(Problem statement)
Look through the entries and count each line that includes the string "Deserialize". Reply with the number alone.

Extracted data entries
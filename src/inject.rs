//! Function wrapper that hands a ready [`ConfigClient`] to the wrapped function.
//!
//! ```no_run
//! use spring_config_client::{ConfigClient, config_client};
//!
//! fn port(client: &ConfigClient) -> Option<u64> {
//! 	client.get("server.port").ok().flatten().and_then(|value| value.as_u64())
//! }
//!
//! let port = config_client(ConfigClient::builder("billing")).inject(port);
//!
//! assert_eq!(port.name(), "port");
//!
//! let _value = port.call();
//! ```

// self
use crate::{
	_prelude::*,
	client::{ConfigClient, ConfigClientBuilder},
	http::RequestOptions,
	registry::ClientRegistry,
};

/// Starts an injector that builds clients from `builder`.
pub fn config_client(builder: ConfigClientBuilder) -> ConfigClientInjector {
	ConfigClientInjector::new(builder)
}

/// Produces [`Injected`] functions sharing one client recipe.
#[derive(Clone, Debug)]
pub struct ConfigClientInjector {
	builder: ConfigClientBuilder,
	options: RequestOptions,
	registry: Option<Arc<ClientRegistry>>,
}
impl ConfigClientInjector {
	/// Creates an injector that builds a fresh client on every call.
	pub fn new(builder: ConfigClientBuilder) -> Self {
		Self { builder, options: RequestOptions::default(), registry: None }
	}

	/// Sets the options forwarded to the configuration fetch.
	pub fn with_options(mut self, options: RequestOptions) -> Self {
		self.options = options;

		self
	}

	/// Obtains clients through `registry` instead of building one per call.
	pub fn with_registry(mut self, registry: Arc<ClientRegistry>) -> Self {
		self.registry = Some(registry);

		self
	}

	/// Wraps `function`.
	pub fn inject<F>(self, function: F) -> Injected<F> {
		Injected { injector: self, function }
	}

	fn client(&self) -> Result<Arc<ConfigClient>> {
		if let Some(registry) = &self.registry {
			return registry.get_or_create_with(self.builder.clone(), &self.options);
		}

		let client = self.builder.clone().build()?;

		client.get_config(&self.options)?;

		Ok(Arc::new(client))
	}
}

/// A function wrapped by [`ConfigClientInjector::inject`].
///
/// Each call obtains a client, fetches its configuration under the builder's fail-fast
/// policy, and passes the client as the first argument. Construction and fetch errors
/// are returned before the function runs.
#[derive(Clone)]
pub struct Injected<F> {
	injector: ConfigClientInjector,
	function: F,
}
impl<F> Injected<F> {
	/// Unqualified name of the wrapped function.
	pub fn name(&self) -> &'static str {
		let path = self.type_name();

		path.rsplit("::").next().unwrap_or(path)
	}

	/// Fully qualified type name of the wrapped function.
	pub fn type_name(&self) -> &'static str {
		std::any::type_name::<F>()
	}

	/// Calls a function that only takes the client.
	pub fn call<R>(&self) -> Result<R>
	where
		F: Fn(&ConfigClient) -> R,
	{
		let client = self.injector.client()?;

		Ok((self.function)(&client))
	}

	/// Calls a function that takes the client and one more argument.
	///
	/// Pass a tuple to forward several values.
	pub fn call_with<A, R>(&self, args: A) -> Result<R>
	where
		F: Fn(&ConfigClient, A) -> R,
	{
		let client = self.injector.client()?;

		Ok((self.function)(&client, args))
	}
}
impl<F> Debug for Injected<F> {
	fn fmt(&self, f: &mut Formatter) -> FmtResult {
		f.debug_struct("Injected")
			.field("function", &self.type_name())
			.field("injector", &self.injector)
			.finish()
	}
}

...

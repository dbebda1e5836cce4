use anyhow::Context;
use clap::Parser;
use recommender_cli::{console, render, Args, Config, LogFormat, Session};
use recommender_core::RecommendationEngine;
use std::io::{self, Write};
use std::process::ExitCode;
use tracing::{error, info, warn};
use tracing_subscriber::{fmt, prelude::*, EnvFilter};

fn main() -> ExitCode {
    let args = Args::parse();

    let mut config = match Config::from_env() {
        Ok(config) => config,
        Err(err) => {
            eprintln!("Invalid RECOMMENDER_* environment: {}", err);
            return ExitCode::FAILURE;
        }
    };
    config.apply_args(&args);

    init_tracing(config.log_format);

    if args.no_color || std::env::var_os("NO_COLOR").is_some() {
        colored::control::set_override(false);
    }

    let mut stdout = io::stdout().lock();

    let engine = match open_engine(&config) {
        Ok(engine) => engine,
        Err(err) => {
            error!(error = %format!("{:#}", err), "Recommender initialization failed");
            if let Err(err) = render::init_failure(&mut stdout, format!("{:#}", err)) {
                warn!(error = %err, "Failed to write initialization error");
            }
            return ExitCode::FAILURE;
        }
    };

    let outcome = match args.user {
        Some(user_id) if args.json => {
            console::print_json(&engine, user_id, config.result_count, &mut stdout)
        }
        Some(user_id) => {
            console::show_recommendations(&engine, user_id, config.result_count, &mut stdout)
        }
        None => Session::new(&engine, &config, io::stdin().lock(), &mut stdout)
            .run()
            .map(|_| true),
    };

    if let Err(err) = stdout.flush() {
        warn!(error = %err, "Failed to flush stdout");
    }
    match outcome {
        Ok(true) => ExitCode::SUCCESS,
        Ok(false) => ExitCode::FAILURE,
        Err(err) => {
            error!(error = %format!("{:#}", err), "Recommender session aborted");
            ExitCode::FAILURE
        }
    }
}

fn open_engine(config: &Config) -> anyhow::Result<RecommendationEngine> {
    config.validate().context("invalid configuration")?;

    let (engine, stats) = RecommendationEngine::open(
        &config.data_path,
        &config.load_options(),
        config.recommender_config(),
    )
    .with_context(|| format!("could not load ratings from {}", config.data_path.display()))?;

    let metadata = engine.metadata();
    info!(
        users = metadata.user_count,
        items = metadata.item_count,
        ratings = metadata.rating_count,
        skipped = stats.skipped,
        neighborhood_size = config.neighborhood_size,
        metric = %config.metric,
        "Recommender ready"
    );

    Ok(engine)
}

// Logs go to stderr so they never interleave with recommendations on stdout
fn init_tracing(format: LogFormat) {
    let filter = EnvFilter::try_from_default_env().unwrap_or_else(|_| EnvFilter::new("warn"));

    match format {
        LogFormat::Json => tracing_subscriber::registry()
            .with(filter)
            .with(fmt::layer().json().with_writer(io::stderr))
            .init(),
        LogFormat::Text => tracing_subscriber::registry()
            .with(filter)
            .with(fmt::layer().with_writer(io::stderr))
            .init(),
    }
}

* * *

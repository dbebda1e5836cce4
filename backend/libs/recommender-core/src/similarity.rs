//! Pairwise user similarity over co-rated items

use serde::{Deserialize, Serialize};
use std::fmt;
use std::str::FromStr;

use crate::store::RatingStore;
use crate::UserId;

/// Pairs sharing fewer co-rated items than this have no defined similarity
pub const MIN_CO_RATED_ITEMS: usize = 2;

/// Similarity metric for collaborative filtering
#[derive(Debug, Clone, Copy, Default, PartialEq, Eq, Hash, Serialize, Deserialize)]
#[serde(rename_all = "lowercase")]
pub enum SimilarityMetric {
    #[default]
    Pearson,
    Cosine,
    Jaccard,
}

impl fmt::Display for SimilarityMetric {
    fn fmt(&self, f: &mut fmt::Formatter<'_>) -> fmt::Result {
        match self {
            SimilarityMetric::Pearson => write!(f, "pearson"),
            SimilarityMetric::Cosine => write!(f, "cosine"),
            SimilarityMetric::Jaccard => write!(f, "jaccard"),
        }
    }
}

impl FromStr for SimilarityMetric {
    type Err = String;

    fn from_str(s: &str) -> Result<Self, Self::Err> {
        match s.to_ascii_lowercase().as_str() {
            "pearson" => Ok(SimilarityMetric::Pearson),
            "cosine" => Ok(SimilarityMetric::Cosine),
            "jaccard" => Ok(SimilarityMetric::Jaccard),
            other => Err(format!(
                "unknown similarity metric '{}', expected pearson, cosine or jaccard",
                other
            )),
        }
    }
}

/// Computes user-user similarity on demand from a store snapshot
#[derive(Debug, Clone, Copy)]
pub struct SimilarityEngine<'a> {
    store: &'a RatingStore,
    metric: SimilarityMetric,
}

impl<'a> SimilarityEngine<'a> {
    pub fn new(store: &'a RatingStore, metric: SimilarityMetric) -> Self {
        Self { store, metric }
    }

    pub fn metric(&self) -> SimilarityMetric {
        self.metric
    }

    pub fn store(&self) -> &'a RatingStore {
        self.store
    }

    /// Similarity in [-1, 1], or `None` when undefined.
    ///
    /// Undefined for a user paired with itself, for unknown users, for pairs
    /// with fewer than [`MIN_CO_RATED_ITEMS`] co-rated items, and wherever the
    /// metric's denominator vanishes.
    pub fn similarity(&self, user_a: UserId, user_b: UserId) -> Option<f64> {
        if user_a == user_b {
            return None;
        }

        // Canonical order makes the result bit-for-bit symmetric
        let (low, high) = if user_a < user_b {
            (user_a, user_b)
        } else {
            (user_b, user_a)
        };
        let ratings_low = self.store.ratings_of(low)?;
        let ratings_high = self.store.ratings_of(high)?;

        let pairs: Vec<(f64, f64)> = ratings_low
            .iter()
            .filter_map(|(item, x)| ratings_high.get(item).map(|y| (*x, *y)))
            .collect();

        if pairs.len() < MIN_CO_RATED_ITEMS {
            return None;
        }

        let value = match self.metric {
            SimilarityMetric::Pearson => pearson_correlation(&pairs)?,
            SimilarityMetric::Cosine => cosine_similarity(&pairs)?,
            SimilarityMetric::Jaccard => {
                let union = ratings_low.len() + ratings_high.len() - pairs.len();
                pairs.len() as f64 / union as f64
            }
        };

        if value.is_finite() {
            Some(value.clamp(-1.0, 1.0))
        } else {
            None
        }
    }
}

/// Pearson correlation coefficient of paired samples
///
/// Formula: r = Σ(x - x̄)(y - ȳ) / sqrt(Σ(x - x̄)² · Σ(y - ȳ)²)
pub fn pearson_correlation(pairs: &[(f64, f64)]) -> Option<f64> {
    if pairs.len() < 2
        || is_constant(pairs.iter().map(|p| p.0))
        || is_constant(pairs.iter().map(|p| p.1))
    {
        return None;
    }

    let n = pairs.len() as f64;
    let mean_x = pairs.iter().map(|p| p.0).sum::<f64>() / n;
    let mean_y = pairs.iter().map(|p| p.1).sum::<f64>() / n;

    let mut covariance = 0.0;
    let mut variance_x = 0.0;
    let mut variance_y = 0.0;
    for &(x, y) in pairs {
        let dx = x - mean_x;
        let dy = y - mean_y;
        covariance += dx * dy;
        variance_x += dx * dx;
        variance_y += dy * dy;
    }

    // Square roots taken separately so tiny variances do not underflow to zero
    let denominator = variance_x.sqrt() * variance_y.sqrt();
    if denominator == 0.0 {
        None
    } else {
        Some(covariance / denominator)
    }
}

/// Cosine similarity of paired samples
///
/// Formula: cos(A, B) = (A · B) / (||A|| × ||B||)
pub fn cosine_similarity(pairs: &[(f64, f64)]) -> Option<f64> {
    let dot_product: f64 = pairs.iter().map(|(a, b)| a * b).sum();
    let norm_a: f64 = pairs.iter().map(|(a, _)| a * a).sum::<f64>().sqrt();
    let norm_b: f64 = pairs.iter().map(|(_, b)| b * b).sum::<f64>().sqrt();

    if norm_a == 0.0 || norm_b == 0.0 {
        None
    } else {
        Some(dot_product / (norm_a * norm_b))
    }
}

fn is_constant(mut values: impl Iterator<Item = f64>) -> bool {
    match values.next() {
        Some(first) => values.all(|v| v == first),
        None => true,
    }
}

(Solution to the problem)
2